Il y eut un silence pendant lequel les deux interlocuteurs demeuraient immobiles, absorbés tous deux, semblait-il, par de profondes pensées. Ce fut Sarah qui, la première, reprit l’entretien interrompu :

— C’est un terrible malheur, en effet, déclara-t-elle de sa voix calme et pondérée, et malheureusement nous n’y pouvons rien. Si cette malheureuse Rose Coutureau est morte, nous ne la ressusciterons pas.

— Sans doute, reconnut Dick, mais nous la vengerons.

Sarah haussa les épaules :

— Qu’en savez-vous, fit-elle, et que vous importe au fond ? Vous venez de vivre, mon cher ami, un cauchemar affreux, le mieux est encore d’oublier.

Et la jolie Américaine sourit à l’acteur et lui tendit la main.

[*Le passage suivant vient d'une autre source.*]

//! LMDB implementation of VenueStore.

use std::sync::Arc;

use heed::types::Bytes;
use heed::{Database, Env};

use presence_store::venue::check_location_update;
use presence_store::{StoreError, VenueStore};
use presence_types::{Venue, VenueId};

use crate::LmdbError;

pub struct LmdbVenueStore {
    pub(crate) env: Arc<Env>,
    pub(crate) venues_db: Database<Bytes, Bytes>,
}

fn decode_venue(bytes: &[u8]) -> Result<Venue, StoreError> {
    let venue: Venue = bincode::deserialize(bytes).map_err(LmdbError::from)?;
    venue
        .validate()
        .map_err(|e| StoreError::Corruption(e.to_string()))?;
    Ok(venue)
}

impl VenueStore for LmdbVenueStore {
    fn get_venue(&self, id: &VenueId) -> Result<Option<Venue>, StoreError> {
        let rtxn = self.env.read_txn().map_err(LmdbError::from)?;
        match self
            .venues_db
            .get(&rtxn, id.as_bytes())
            .map_err(LmdbError::from)?
        {
            Some(bytes) => decode_venue(bytes).map(Some),
            None => Ok(None),
        }
    }

    fn put_venue(&self, venue: &Venue) -> Result<(), StoreError> {
        venue
            .validate()
            .map_err(|e| StoreError::Invalid(e.to_string()))?;
        let encoded = bincode::serialize(venue).map_err(LmdbError::from)?;

        let mut wtxn = self.env.write_txn().map_err(LmdbError::from)?;
        let existing = match self
            .venues_db
            .get(&wtxn, venue.id.as_bytes())
            .map_err(LmdbError::from)?
        {
            Some(bytes) => Some(decode_venue(bytes)?),
            None => None,
        };
        if let Some(existing) = existing {
            check_location_update(&existing, venue)?;
        }
        self.venues_db
            .put(&mut wtxn, venue.id.as_bytes(), &encoded)
            .map_err(LmdbError::from)?;
        wtxn.commit().map_err(LmdbError::from)?;
        Ok(())
    }

    fn venue_count(&self) -> Result<u64, StoreError> {
        let rtxn = self.env.read_txn().map_err(LmdbError::from)?;
        Ok(self.venues_db.len(&rtxn).map_err(LmdbError::from)?)
    }
}

#[cfg(test)]
mod tests {
    use super::*;
    use presence_types::{Coordinate, VenueSecret, VenueStatus};

    fn venue(id: &str, status: VenueStatus, lat: f64) -> Venue {
        Venue {
            id: VenueId::new(id),
            name: format!("Popup {id}"),
            location: Coordinate::new(lat, 126.978).unwrap(),
            status,
            secret: VenueSecret::new(vec![0x11; 32]).unwrap(),
            max_range_meters: None,
        }
    }

    fn open() -> (tempfile::TempDir, crate::LmdbEnvironment) {
        let dir = tempfile::tempdir().unwrap();
        let env = crate::LmdbEnvironment::open(dir.path(), 8, 1 << 20).unwrap();
        (dir, env)
    }

    #[test]
    fn put_and_get_venue() {
        let (_dir, env) = open();
        let store = env.venue_store();
        let v = venue("V1", VenueStatus::Confirmed, 37.5665);

        assert!(store.get_venue(&v.id).unwrap().is_none());
        store.put_venue(&v).unwrap();

        let loaded = store.get_venue(&v.id).unwrap().unwrap();
        assert_eq!(loaded.name, "Popup V1");
        assert_eq!(loaded.status, VenueStatus::Confirmed);
        assert_eq!(loaded.secret, v.secret);
        assert_eq!(store.venue_count().unwrap(), 1);
    }

    #[test]
    fn status_update_keeps_location() {
        let (_dir, env) = open();
        let store = env.venue_store();
        store.put_venue(&venue("V1", VenueStatus::Confirmed, 37.0)).unwrap();
        store.put_venue(&venue("V1", VenueStatus::Completed, 37.0)).unwrap();
        assert_eq!(
            store.get_venue(&VenueId::new("V1")).unwrap().unwrap().status,
            VenueStatus::Completed
        );
    }

    #[test]
    fn published_location_is_immutable() {
        let (_dir, env) = open();
        let store = env.venue_store();
        store.put_venue(&venue("V1", VenueStatus::Funding, 37.0)).unwrap();
        let err = store
            .put_venue(&venue("V1", VenueStatus::Funding, 38.0))
            .unwrap_err();
        assert!(matches!(err, StoreError::Immutable(_)));
    }

    #[test]
    fn invalid_venue_is_rejected_not_stored() {
        let (_dir, env) = open();
        let store = env.venue_store();
        let mut v = venue("V1", VenueStatus::Confirmed, 37.0);
        v.max_range_meters = Some(-5.0);
        assert!(matches!(store.put_venue(&v), Err(StoreError::Invalid(_))));
        assert!(store.get_venue(&v.id).unwrap().is_none());
    }

    #[test]
    fn pending_venue_may_move() {
        let (_dir, env) = open();
        let store = env.venue_store();
        store.put_venue(&venue("V1", VenueStatus::Pending, 37.0)).unwrap();
        store.put_venue(&venue("V1", VenueStatus::Pending, 38.0)).unwrap();
    }
}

— Tenez, fit-elle doucement, je vous autorise à la baiser.

Dick s’agenouilla devant la jeune fille, il prit ses doigts fuselés dans les siens, les serra tendrement :

— Merci, murmura-t-il, merci Sarah !

Puis il ajouta d’une voix pénétrée :

— C’est la première fois que vous m’accordez une faveur semblable. Ah, Sarah !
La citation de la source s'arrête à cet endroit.